◆ **Task description**:
Every line below that includes the word "Debug" needs to be copied.
═══
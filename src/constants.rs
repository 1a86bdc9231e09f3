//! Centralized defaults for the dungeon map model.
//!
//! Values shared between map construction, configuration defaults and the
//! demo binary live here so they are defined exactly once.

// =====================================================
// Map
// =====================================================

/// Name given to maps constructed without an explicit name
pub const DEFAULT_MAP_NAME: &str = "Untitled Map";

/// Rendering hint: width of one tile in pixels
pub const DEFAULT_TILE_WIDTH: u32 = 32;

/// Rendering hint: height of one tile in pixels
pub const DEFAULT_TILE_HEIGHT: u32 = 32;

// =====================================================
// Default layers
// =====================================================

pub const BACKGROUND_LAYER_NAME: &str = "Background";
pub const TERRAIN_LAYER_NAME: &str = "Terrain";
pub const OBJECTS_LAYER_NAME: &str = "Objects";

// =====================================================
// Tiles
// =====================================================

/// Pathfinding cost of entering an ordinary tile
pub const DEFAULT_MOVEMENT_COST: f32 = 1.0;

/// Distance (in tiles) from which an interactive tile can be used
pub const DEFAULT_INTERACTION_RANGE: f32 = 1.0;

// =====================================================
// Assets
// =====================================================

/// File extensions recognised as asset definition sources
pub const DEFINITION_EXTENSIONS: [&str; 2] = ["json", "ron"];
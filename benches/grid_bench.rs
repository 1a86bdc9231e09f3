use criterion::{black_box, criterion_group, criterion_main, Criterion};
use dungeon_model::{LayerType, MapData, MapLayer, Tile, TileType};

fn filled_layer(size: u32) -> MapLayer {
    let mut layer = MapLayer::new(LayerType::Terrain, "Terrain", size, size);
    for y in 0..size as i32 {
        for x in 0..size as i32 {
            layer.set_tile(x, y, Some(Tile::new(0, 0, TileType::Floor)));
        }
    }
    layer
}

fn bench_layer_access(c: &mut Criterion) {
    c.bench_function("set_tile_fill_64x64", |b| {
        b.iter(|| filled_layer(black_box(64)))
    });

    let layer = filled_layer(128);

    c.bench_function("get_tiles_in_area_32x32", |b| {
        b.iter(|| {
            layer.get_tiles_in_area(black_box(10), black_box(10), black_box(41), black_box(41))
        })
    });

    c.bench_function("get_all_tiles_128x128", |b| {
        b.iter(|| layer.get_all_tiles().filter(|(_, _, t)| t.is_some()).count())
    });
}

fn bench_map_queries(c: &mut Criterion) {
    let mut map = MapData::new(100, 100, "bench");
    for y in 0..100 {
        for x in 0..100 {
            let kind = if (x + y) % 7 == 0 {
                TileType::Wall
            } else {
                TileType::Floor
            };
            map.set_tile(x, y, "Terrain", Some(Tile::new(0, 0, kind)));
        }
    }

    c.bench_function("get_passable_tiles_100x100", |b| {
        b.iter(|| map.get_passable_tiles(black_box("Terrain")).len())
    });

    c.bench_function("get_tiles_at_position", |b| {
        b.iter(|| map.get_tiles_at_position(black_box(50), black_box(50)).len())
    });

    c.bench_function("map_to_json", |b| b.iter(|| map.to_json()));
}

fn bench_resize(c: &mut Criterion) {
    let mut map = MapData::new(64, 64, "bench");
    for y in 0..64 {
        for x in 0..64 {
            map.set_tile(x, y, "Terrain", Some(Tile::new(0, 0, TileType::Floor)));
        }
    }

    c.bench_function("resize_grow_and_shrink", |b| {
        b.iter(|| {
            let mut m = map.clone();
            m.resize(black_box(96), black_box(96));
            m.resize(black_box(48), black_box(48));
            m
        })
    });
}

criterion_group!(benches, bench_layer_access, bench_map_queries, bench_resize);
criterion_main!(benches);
═══
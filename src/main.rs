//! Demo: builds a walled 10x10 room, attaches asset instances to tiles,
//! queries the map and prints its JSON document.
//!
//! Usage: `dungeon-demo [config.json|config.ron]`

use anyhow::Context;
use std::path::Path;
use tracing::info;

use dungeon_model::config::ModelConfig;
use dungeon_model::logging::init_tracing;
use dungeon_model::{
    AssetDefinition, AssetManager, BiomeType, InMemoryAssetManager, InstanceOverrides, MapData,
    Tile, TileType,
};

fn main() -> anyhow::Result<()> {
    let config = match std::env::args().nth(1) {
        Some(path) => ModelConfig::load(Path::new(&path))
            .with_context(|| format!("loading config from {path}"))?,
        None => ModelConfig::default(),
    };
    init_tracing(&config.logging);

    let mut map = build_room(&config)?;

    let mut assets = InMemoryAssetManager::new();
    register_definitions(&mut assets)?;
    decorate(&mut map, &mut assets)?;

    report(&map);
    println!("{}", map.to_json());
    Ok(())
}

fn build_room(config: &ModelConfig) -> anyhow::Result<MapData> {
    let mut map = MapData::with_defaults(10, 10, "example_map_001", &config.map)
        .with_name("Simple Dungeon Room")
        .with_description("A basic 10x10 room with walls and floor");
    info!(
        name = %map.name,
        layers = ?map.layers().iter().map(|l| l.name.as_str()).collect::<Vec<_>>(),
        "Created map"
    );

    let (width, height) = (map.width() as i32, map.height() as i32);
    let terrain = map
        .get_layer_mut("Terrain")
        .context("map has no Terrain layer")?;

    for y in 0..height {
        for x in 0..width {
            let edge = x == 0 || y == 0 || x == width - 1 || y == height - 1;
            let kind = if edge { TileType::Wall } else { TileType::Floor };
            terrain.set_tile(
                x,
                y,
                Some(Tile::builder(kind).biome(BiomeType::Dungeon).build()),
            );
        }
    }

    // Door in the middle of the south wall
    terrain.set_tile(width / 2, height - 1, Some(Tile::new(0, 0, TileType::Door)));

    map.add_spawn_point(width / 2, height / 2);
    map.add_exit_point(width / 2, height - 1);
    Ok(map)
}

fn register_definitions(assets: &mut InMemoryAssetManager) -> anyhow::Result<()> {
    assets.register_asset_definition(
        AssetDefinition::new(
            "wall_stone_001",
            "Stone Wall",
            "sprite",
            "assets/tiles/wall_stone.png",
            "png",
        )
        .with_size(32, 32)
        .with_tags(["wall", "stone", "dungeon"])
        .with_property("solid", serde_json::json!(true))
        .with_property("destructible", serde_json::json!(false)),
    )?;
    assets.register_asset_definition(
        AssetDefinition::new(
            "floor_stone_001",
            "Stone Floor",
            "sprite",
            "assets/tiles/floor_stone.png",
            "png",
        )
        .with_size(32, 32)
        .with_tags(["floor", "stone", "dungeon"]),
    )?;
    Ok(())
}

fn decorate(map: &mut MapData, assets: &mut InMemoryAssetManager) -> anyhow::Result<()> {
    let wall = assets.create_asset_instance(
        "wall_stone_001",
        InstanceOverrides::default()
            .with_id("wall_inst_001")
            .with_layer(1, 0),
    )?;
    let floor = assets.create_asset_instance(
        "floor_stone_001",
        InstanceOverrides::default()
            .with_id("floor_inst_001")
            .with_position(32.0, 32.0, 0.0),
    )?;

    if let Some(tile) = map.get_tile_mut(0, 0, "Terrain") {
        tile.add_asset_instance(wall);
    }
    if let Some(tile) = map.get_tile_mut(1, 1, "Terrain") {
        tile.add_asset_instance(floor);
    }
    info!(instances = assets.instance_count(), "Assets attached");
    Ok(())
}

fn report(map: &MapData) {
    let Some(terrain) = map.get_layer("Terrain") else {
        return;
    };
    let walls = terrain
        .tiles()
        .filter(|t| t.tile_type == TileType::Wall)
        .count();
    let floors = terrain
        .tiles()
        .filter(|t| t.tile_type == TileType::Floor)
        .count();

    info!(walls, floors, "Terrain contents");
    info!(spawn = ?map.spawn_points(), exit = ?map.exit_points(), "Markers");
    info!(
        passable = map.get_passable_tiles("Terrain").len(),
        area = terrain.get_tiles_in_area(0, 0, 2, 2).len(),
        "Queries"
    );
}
═══
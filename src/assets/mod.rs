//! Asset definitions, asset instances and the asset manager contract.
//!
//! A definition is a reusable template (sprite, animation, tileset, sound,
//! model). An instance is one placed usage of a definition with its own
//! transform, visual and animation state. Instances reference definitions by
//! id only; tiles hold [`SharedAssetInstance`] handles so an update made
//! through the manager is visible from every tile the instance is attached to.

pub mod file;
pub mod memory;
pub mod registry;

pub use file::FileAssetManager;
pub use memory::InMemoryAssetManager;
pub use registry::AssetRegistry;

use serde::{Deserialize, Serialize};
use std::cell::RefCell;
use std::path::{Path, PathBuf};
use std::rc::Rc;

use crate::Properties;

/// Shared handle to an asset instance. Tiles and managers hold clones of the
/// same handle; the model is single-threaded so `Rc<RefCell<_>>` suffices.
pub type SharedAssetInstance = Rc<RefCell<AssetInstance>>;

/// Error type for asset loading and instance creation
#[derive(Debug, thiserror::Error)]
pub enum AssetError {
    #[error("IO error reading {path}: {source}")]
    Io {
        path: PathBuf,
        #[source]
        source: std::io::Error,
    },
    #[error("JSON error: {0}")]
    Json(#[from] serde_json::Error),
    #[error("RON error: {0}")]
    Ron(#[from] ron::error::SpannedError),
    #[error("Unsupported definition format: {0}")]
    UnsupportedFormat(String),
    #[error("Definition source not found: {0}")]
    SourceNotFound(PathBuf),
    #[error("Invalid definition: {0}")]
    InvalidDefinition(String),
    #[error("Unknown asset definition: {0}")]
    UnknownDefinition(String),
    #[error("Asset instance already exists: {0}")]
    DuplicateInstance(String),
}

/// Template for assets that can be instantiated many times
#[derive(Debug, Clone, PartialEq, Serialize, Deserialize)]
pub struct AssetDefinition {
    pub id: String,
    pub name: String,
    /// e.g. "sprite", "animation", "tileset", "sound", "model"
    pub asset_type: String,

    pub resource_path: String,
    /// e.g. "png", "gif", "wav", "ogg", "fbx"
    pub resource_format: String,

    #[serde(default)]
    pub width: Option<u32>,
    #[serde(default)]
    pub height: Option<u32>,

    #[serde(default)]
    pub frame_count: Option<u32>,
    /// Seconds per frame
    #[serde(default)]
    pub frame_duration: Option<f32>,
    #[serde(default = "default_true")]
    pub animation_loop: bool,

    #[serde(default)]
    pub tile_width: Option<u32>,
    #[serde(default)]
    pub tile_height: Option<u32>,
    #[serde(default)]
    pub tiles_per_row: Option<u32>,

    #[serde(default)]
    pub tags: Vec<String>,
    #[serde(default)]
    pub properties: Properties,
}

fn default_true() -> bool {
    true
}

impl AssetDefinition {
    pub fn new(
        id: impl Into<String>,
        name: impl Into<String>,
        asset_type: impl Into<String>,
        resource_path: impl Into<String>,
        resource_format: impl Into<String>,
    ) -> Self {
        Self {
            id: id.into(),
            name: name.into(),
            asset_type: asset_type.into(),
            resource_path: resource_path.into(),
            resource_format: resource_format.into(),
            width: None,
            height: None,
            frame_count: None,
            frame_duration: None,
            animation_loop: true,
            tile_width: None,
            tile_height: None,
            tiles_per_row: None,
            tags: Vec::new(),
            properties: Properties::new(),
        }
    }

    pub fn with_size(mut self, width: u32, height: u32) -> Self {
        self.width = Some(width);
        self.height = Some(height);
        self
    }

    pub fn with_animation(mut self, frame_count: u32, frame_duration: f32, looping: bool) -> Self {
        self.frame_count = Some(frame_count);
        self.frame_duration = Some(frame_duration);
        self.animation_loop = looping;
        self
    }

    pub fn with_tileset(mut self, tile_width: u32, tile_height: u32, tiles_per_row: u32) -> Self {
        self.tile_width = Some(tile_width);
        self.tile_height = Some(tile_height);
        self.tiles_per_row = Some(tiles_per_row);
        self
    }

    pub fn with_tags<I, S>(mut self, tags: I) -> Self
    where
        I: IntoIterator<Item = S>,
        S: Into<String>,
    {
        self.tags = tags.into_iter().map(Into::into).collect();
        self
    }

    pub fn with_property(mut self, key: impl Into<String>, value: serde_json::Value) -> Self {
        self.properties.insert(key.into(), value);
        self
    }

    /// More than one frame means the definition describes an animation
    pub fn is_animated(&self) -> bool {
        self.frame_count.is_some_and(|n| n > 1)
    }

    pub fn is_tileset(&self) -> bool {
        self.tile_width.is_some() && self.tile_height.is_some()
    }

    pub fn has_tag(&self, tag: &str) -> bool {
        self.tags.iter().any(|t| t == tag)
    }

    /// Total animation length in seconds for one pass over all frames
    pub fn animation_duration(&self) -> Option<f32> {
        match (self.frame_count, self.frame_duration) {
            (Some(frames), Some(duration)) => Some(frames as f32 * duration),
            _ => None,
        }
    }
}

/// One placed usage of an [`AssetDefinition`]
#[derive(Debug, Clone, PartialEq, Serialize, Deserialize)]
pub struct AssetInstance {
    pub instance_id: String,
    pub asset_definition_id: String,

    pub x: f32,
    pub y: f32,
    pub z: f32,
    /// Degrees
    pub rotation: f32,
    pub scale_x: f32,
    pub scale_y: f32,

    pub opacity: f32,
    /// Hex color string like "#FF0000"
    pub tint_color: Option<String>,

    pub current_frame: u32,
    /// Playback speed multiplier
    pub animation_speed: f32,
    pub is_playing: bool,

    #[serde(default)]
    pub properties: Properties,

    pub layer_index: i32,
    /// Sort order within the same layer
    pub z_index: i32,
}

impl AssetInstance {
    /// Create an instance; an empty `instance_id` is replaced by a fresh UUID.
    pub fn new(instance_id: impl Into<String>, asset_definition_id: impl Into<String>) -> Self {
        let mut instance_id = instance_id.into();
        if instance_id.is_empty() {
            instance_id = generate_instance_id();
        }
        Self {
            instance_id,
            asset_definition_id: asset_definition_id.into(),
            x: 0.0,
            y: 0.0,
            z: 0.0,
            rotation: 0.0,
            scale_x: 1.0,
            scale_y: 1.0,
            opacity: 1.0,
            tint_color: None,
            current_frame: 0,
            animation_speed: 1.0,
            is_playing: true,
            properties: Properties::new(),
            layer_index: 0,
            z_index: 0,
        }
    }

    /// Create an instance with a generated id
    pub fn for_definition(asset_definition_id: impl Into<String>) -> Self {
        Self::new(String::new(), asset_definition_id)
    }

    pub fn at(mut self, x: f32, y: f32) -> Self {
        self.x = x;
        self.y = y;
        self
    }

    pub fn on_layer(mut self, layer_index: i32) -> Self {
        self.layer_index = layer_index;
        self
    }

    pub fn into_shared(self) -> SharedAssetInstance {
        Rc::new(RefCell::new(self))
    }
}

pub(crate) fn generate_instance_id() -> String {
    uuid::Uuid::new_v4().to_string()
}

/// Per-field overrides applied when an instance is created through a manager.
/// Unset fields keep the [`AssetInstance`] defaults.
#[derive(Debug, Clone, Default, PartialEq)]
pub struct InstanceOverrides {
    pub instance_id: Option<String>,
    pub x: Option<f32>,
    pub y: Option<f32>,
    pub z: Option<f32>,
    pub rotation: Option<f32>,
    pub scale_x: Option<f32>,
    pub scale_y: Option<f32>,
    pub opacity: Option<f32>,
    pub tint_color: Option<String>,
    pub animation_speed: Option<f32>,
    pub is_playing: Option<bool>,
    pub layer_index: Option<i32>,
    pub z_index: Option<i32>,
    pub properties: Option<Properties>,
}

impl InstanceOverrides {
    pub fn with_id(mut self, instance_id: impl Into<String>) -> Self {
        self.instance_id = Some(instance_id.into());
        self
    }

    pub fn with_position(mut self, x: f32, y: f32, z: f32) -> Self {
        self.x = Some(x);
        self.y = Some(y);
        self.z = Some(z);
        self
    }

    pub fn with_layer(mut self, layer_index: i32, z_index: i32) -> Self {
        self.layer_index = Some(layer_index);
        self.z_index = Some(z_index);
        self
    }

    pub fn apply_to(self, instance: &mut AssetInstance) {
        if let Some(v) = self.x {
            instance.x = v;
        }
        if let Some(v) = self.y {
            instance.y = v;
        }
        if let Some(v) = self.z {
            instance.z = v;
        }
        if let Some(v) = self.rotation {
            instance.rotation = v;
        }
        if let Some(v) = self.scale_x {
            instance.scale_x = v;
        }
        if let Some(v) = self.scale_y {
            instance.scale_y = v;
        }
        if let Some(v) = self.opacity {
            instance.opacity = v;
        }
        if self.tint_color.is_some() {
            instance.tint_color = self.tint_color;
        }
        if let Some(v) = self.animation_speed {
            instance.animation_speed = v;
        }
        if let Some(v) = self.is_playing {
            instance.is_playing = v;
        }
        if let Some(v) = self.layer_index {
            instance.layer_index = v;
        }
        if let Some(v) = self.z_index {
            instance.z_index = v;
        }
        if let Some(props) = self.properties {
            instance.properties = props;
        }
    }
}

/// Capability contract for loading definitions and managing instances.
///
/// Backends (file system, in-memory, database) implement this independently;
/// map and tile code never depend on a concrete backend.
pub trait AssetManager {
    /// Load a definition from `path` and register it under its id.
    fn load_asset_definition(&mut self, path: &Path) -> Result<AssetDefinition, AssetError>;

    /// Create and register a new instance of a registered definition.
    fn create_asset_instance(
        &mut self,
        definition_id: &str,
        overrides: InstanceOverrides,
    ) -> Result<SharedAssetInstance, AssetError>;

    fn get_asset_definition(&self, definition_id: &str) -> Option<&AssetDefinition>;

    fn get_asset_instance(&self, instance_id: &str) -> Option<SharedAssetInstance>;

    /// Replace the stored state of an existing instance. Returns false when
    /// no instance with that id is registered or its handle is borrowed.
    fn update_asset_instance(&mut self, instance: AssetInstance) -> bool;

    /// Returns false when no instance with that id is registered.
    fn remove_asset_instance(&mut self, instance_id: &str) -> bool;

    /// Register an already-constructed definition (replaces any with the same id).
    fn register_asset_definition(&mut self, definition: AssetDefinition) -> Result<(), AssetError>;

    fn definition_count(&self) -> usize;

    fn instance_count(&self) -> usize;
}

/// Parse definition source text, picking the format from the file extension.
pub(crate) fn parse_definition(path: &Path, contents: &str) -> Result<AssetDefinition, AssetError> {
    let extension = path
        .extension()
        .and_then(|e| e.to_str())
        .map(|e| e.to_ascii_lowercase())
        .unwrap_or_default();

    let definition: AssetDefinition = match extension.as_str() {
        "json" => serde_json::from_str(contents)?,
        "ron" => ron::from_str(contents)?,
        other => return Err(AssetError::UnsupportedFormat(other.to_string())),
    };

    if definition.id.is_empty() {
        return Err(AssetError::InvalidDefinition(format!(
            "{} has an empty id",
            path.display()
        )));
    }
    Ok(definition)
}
═══
◆ **Answer space**:
#[derive(Debug, thiserror::Error)]
#[derive(Debug, Clone, PartialEq, Serialize, Deserialize)]
#[derive(Debug, Clone, PartialEq, Serialize, Deserialize)]
#[derive(Debug, Clone, Default, PartialEq)]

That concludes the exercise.